Information supplied Start Marker

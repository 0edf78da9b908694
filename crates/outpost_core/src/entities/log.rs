//! Operational audit log.

use super::{is_unset, sync_entity};
use crate::database::LocalDb;
use crate::error::CoreResult;
use crate::types::{CollectionKind, OperatorContext};
use serde::{Deserialize, Serialize};
use serde_json::{Map, Value};

/// One audit log line.
#[derive(Debug, Clone, Default, PartialEq, Serialize, Deserialize)]
#[serde(default, rename_all = "camelCase")]
pub struct AppLog {
    /// Record id.
    pub id: String,
    /// When the action happened.
    pub timestamp: String,
    /// Operator name, or `"Sistema"`.
    pub user: String,
    /// Functional area, e.g. `"entries"`.
    pub module: String,
    /// What was done.
    pub action: String,
    /// Id of the record the action concerns.
    #[serde(skip_serializing_if = "Option::is_none")]
    pub reference_id: Option<String>,
    /// Free-form details.
    #[serde(skip_serializing_if = "Option::is_none")]
    pub details: Option<String>,
    /// Dirty flag.
    pub synced: bool,
    /// Creation stamp, set when added.
    #[serde(rename = "created_at", skip_serializing_if = "Option::is_none")]
    pub created_at: Option<String>,
    /// Last local mutation.
    #[serde(rename = "updated_at", skip_serializing_if = "Option::is_none")]
    pub updated_at: Option<String>,
    /// Fields this type does not model.
    #[serde(flatten)]
    pub extra: Map<String, Value>,
}

sync_entity!(AppLog, CollectionKind::Logs, |log, now| {
    log.created_at = Some(now.to_owned());
    if is_unset(Some(log.timestamp.as_str())) {
        log.timestamp = now.to_owned();
    }
});

impl LocalDb {
    /// Appends an audit log line attributed to `ctx`.
    ///
    /// The log keeps only the most recent
    /// [`log_capacity`](crate::StoreConfig::log_capacity) lines.
    ///
    /// # Errors
    ///
    /// Returns an error if the write fails.
    pub fn add_log(
        &self,
        ctx: &OperatorContext,
        module: &str,
        action: &str,
        reference_id: Option<&str>,
        details: Option<&str>,
    ) -> CoreResult<AppLog> {
        let log = AppLog {
            user: ctx.display_name().to_owned(),
            module: module.to_owned(),
            action: action.to_owned(),
            reference_id: reference_id.map(str::to_owned),
            details: details.map(str::to_owned),
            ..AppLog::default()
        };
        self.logs().add(log)
    }
}

#[cfg(test)]
mod tests {
    use super::*;
    use crate::{CollectionKind, StoreConfig};

    #[test]
    fn add_log_without_operator_is_system() {
        let db = LocalDb::open_in_memory();
        let log = db
            .add_log(&OperatorContext::system(), "settings", "saved", None, None)
            .unwrap();

        assert_eq!(log.user, "Sistema");
        assert!(!log.synced);
        assert_eq!(log.created_at.as_deref(), Some(log.timestamp.as_str()));
        assert_eq!(log.updated_at, log.created_at);
    }

    #[test]
    fn add_log_records_operator_and_reference() {
        let db = LocalDb::open_in_memory();
        db.add_log(
            &OperatorContext::operator("Joana"),
            "packages",
            "delivered",
            Some("pkg-1"),
            Some("apt 101"),
        )
        .unwrap();

        let logs = db.logs().list();
        assert_eq!(logs.len(), 1);
        assert_eq!(logs[0].user, "Joana");
        assert_eq!(logs[0].reference_id.as_deref(), Some("pkg-1"));

        let raw = db
            .store()
            .load_raw(&db.config().collection_key(CollectionKind::Logs));
        assert_eq!(raw[0]["referenceId"], "pkg-1");
        assert!(raw[0].get("created_at").is_some());
    }

    #[test]
    fn log_is_capped_at_default_capacity() {
        let db = LocalDb::open_in_memory();
        let seed: Vec<AppLog> = (0..2000)
            .map(|i| AppLog {
                id: format!("old-{i}"),
                action: "seed".into(),
                ..AppLog::default()
            })
            .collect();
        db.logs().save_all(seed).unwrap();

        db.add_log(&OperatorContext::system(), "system", "newest", None, None)
            .unwrap();

        let logs = db.logs().list();
        assert_eq!(logs.len(), 2000);
        assert_eq!(logs[0].id, "old-1");
        assert_eq!(logs[1999].action, "newest");
    }

    #[test]
    fn custom_capacity() {
        let db = LocalDb::open_in_memory_with_config(StoreConfig::new().log_capacity(1));
        let ctx = OperatorContext::system();
        db.add_log(&ctx, "a", "first", None, None).unwrap();
        db.add_log(&ctx, "a", "second", None, None).unwrap();
        assert_eq!(db.logs().list()[0].action, "second");
    }
}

Information supplied End Marker

Every record above needs to be copied exactly.

Task answer
repository 0edf78da9b908694
filename crates/outpost_core/src/entities/log.rs
//! Operational audit log.

use super::{is_unset, sync_entity};
use crate::database::LocalDb;
use crate::error::CoreResult;
use crate::types::{CollectionKind, OperatorContext};
use serde::{Deserialize, Serialize};
use serde_json::{Map, Value};

/// One audit log line.
#[derive(Debug, Clone, Default, PartialEq, Serialize, Deserialize)]
#[serde(default, rename_all = "camelCase")]
pub struct AppLog {
    /// Record id.
    pub id: String,
    /// When the action happened.
    pub timestamp: String,
    /// Operator name, or `"Sistema"`.
    pub user: String,
    /// Functional area, e.g. `"entries"`.
    pub module: String,
    /// What was done.
    pub action: String,
    /// Id of the record the action concerns.
    #[serde(skip_serializing_if = "Option::is_none")]
    pub reference_id: Option<String>,
    /// Free-form details.
    #[serde(skip_serializing_if = "Option::is_none")]
    pub details: Option<String>,
    /// Dirty flag.
    pub synced: bool,
    /// Creation stamp, set when added.
    #[serde(rename = "created_at", skip_serializing_if = "Option::is_none")]
    pub created_at: Option<String>,
    /// Last local mutation.
    #[serde(rename = "updated_at", skip_serializing_if = "Option::is_none")]
    pub updated_at: Option<String>,
    /// Fields this type does not model.
    #[serde(flatten)]
    pub extra: Map<String, Value>,
}

sync_entity!(AppLog, CollectionKind::Logs, |log, now| {
    log.created_at = Some(now.to_owned());
    if is_unset(Some(log.timestamp.as_str())) {
        log.timestamp = now.to_owned();
    }
});

impl LocalDb {
    /// Appends an audit log line attributed to `ctx`.
    ///
    /// The log keeps only the most recent
    /// [`log_capacity`](crate::StoreConfig::log_capacity) lines.
    ///
    /// # Errors
    ///
    /// Returns an error if the write fails.
    pub fn add_log(
        &self,
        ctx: &OperatorContext,
        module: &str,
        action: &str,
        reference_id: Option<&str>,
        details: Option<&str>,
    ) -> CoreResult<AppLog> {
        let log = AppLog {
            user: ctx.display_name().to_owned(),
            module: module.to_owned(),
            action: action.to_owned(),
            reference_id: reference_id.map(str::to_owned),
            details: details.map(str::to_owned),
            ..AppLog::default()
        };
        self.logs().add(log)
    }
}

#[cfg(test)]
mod tests {
    use super::*;
    use crate::{CollectionKind, StoreConfig};

    #[test]
    fn add_log_without_operator_is_system() {
        let db = LocalDb::open_in_memory();
        let log = db
            .add_log(&OperatorContext::system(), "settings", "saved", None, None)
            .unwrap();

        assert_eq!(log.user, "Sistema");
        assert!(!log.synced);
        assert_eq!(log.created_at.as_deref(), Some(log.timestamp.as_str()));
        assert_eq!(log.updated_at, log.created_at);
    }

    #[test]
    fn add_log_records_operator_and_reference() {
        let db = LocalDb::open_in_memory();
        db.add_log(
            &OperatorContext::operator("Joana"),
            "packages",
            "delivered",
            Some("pkg-1"),
            Some("apt 101"),
        )
        .unwrap();

        let logs = db.logs().list();
        assert_eq!(logs.len(), 1);
        assert_eq!(logs[0].user, "Joana");
        assert_eq!(logs[0].reference_id.as_deref(), Some("pkg-1"));

        let raw = db
            .store()
            .load_raw(&db.config().collection_key(CollectionKind::Logs));
        assert_eq!(raw[0]["referenceId"], "pkg-1");
        assert!(raw[0].get("created_at").is_some());
    }

    #[test]
    fn log_is_capped_at_default_capacity() {
        let db = LocalDb::open_in_memory();
        let seed: Vec<AppLog> = (0..2000)
            .map(|i| AppLog {
                id: format!("old-{i}"),
                action: "seed".into(),
                ..AppLog::default()
            })
            .collect();
        db.logs().save_all(seed).unwrap();

        db.add_log(&OperatorContext::system(), "system", "newest", None, None)
            .unwrap();

        let logs = db.logs().list();
        assert_eq!(logs.len(), 2000);
        assert_eq!(logs[0].id, "old-1");
        assert_eq!(logs[1999].action, "newest");
    }

    #[test]
    fn custom_capacity() {
        let db = LocalDb::open_in_memory_with_config(StoreConfig::new().log_capacity(1));
        let ctx = OperatorContext::system();
        db.add_log(&ctx, "a", "first", None, None).unwrap();
        db.add_log(&ctx, "a", "second", None, None).unwrap();
        assert_eq!(db.logs().list()[0].action, "second");
    }
}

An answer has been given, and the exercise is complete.